== The problem ==
Only a number is expected: how many lines in the entries that follow contain the word "MediascopeConfig"?

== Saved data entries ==

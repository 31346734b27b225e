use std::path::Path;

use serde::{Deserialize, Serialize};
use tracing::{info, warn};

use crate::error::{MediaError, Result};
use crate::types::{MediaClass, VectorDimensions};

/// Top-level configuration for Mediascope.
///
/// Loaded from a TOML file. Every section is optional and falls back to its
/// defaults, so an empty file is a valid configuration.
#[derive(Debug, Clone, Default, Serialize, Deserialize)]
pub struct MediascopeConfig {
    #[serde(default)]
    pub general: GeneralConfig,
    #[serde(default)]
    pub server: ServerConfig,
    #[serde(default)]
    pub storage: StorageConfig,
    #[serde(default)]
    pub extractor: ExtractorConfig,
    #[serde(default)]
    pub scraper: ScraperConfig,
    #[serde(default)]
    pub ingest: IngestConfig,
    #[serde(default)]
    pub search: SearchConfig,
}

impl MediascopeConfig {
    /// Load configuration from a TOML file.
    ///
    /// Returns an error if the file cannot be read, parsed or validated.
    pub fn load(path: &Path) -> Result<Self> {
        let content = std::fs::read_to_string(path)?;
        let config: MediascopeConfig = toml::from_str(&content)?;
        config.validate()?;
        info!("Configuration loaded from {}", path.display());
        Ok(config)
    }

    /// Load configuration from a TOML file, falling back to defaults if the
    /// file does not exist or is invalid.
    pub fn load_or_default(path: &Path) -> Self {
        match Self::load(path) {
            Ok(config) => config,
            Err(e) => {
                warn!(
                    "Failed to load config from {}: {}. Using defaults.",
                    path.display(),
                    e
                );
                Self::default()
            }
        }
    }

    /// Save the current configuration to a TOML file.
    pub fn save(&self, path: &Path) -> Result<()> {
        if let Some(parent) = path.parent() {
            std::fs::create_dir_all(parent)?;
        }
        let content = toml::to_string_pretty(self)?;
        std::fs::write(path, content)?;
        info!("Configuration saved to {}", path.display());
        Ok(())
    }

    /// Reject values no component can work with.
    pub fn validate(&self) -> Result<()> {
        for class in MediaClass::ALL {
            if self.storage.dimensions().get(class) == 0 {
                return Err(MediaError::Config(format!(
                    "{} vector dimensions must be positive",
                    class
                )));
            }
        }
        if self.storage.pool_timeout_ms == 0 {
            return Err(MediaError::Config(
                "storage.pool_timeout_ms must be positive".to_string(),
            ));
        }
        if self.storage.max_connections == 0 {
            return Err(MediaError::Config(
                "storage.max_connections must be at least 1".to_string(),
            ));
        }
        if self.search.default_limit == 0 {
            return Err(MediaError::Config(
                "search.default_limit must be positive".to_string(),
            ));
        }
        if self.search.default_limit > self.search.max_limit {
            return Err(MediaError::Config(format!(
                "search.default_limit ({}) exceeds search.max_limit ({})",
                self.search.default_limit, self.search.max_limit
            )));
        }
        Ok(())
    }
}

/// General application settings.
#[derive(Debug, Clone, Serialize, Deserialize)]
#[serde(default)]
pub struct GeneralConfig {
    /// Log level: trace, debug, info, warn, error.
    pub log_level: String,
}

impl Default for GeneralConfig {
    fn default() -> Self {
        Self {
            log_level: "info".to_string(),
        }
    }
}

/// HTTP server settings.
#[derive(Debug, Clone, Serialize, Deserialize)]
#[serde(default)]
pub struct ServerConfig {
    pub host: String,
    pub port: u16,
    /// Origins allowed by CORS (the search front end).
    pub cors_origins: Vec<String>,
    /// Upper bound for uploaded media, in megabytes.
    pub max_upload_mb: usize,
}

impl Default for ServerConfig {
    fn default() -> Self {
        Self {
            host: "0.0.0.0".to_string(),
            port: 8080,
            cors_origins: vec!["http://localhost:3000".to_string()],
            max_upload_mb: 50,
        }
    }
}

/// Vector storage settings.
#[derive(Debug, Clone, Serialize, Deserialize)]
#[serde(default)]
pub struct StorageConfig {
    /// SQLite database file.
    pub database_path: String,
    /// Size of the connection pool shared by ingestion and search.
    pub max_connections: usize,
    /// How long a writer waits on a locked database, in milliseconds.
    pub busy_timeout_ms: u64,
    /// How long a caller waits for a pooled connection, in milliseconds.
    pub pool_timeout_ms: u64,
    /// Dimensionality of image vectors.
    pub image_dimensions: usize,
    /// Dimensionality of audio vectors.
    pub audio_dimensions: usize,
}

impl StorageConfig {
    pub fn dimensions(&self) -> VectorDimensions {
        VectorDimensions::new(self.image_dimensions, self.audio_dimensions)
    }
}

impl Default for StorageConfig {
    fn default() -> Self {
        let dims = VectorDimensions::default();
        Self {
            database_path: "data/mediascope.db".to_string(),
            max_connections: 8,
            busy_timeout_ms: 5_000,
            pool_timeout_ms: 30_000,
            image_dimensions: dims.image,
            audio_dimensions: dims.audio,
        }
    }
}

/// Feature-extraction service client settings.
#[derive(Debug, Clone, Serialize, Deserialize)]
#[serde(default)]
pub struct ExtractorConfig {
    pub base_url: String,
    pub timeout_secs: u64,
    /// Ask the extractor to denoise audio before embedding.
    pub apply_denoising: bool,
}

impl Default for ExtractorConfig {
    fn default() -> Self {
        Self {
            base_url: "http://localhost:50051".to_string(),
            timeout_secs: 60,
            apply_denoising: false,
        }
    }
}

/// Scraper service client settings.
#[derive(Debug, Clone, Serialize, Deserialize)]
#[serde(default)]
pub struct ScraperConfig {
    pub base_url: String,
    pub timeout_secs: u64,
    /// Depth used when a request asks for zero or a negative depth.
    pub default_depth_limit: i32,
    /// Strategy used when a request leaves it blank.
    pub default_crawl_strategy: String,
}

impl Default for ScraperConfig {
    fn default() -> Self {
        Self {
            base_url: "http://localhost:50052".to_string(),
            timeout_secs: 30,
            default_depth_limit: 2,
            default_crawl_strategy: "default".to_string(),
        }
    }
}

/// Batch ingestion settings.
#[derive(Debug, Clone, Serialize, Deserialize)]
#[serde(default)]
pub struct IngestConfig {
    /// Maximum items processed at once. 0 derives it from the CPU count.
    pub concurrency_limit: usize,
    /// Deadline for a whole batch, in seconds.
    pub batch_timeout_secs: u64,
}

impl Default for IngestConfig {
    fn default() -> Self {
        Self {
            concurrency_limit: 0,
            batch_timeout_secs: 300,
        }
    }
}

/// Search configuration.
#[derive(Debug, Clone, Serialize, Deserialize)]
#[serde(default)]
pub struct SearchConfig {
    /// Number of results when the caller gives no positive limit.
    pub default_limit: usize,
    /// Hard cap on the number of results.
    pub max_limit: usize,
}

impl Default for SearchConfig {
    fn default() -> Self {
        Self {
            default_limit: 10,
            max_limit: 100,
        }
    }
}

==

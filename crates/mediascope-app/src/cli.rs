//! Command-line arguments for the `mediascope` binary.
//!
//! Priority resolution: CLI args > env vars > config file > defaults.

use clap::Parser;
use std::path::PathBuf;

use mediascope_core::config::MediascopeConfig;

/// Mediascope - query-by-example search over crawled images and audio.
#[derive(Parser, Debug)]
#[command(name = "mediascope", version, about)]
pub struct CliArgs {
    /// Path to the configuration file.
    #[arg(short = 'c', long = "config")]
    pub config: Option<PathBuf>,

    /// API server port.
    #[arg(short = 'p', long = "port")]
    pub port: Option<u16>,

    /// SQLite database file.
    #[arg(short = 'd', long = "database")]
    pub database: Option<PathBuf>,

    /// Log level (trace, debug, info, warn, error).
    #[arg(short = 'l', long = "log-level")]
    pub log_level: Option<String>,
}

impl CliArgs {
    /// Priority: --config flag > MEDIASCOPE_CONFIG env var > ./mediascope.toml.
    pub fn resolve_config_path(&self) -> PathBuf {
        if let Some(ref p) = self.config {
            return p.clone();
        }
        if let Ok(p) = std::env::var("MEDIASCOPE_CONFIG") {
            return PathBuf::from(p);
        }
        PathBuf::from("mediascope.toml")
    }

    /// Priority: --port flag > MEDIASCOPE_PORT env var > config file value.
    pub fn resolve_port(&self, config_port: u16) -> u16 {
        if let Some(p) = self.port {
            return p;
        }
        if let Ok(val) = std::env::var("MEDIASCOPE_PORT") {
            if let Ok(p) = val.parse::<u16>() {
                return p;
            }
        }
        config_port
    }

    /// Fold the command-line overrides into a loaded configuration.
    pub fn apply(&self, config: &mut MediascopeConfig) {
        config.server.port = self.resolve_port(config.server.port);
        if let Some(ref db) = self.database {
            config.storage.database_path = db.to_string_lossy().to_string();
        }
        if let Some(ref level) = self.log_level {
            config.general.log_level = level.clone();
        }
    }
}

--

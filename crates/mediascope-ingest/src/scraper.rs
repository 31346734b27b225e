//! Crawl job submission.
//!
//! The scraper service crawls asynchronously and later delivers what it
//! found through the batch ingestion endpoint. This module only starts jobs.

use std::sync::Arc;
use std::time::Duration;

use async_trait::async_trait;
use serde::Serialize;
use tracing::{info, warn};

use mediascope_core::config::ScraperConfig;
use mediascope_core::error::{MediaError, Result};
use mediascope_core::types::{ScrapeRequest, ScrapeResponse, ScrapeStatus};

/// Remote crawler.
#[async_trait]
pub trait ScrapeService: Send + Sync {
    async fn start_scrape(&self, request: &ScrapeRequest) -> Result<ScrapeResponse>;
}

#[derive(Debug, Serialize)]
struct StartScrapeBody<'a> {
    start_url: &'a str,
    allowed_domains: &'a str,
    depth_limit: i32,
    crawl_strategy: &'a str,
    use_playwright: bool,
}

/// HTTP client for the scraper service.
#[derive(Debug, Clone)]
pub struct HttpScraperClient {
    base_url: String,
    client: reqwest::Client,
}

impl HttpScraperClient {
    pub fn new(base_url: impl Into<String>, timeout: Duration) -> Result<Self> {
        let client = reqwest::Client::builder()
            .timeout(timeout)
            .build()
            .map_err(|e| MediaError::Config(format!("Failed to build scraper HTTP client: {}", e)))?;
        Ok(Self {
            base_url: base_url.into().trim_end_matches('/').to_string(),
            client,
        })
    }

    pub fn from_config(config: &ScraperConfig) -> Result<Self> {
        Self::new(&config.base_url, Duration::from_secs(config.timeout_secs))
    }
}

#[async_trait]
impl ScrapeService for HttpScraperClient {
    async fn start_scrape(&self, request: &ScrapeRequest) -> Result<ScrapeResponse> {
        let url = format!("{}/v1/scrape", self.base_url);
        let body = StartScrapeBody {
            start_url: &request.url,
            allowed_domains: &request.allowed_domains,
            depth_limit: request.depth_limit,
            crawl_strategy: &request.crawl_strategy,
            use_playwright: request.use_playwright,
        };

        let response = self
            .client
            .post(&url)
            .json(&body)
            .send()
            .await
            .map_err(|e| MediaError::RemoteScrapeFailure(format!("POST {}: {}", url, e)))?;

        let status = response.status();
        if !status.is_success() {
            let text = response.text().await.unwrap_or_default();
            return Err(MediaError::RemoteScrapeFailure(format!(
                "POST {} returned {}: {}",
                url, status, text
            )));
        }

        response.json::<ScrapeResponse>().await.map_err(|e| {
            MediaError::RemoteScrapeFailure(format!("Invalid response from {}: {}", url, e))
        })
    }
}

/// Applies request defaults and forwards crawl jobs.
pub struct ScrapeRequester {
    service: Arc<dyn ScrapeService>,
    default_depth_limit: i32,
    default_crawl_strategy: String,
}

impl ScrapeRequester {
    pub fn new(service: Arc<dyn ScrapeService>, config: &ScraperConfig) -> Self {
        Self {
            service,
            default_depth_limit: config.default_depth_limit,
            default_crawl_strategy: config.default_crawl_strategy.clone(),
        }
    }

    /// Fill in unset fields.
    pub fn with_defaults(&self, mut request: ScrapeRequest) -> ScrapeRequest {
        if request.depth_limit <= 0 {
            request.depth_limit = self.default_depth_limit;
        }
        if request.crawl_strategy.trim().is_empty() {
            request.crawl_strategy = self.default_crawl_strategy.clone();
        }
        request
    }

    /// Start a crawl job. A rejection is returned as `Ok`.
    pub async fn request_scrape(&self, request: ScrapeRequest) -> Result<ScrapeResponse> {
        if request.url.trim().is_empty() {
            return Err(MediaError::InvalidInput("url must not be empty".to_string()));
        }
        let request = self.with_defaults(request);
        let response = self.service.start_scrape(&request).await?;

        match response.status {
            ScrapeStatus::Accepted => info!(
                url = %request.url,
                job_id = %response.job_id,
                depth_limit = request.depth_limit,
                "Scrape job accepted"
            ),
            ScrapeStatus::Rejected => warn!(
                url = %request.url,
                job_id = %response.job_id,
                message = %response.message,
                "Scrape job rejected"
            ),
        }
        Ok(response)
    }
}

== Final answer ==
5